For the past few months it has become clear to me and many others around me that my mental state has taken a serious turn for the worse. I am clinicaly depressed and for me one of my only outlets and relief from my illness is fitness. I find my self obsessed with it, I've been doing insane amounts of cardio to get that emotional high that i so badly crave, and when i miss a run or a swim i just shut down and fall into a deep hopelessness and sadness.

Of course the worst side affect of all this is my weight loss. I am quite clearly underweight, and people around me are worried. I have to put on some weight, but the thought of it makes me feel terrible and i have no appetite most of the time. I want to be able to gain weight and feel normal again whilst retaining my fitness, which i am very proud of. A solution to this for me would be "switching" to less cardio more weight training. I know from countless articles and basic biology that i will have to eat more to gain muscle.
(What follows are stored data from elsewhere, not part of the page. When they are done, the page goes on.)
//! Gateway error types and their OpenAI-shaped HTTP envelopes.
//!
//! Terminal dispatch failures surface to callers with the
//! `service_unavailable_error` code; transient instance failures never
//! reach this layer — the executor recovers them. The envelope shape is
//! `{"error": {"message", "type", "code"}}` for every failure path.

use axum::http::StatusCode;
use axum::response::{IntoResponse, Response};
use axum::Json;
use relay_dispatch::DispatchError;
use serde_json::json;
use thiserror::Error;

#[derive(Error, Debug)]
pub enum GatewayError {
    /// Errors surfaced by the dispatch core
    #[error(transparent)]
    Dispatch(#[from] DispatchError),

    /// Malformed or unsupported caller request
    #[error("invalid request: {message}")]
    InvalidRequest { message: String },

    /// JSON serialization failures
    #[error("serialization error: {0}")]
    Serialization(#[from] serde_json::Error),

    /// Anything else; maps to a 500
    #[error("internal error: {message}")]
    Internal { message: String },
}

impl GatewayError {
    pub fn invalid_request(message: impl Into<String>) -> Self {
        GatewayError::InvalidRequest {
            message: message.into(),
        }
    }
}

impl IntoResponse for GatewayError {
    fn into_response(self) -> Response {
        let (status, error_type, message) = match &self {
            GatewayError::Dispatch(e) => match e {
                DispatchError::NotFound { model } => (
                    StatusCode::NOT_FOUND,
                    "model_not_found",
                    format!("model not found: {model}"),
                ),
                DispatchError::Unavailable { message, trace } => {
                    tracing::warn!(trace = ?trace, "request exhausted all instances");
                    (
                        StatusCode::SERVICE_UNAVAILABLE,
                        "service_unavailable_error",
                        message.clone(),
                    )
                }
                DispatchError::Invalid { message } => (
                    StatusCode::BAD_REQUEST,
                    "invalid_request_error",
                    message.clone(),
                ),
                DispatchError::Conflict { message } => {
                    (StatusCode::CONFLICT, "conflict_error", message.clone())
                }
                DispatchError::Upstream(e) => (
                    StatusCode::BAD_GATEWAY,
                    "upstream_error",
                    e.to_string(),
                ),
                DispatchError::DeadlineExceeded => (
                    StatusCode::GATEWAY_TIMEOUT,
                    "timeout_error",
                    "request deadline exceeded".to_string(),
                ),
                DispatchError::Canceled => (
                    StatusCode::REQUEST_TIMEOUT,
                    "request_canceled",
                    "request canceled by caller".to_string(),
                ),
            },
            GatewayError::InvalidRequest { message } => (
                StatusCode::BAD_REQUEST,
                "invalid_request_error",
                message.clone(),
            ),
            GatewayError::Serialization(e) => (
                StatusCode::BAD_REQUEST,
                "invalid_request_error",
                e.to_string(),
            ),
            GatewayError::Internal { message } => (
                StatusCode::INTERNAL_SERVER_ERROR,
                "internal_error",
                message.clone(),
            ),
        };

        let body = Json(json!({
            "error": {
                "message": message,
                "type": error_type,
                "code": status.as_u16()
            }
        }));

        (status, body).into_response()
    }
}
I do look muscular already but i suspect that is because of my low % bodyweight and i have been making muscle gains just only small ones - my body proportions look very strange.

What i need is a way of gaining muscle that will not be a huge shock to my system. Gaining weight is a must but i couldn't cope with just doing so by putting on fat, it would just feel wrong to me. So how should i go about this? There are so many "Bulking" diets but I know i would not be able to stand them. Is there a way around this, or is it just wishful thinking? I imagine that if i replaced the time I use for cardio with weights i would have no problem with getting the hours in, but i do want to stay - reasonably - ripped. I am not wasting my money on supplements but i want to get good enough nutrition at the same time.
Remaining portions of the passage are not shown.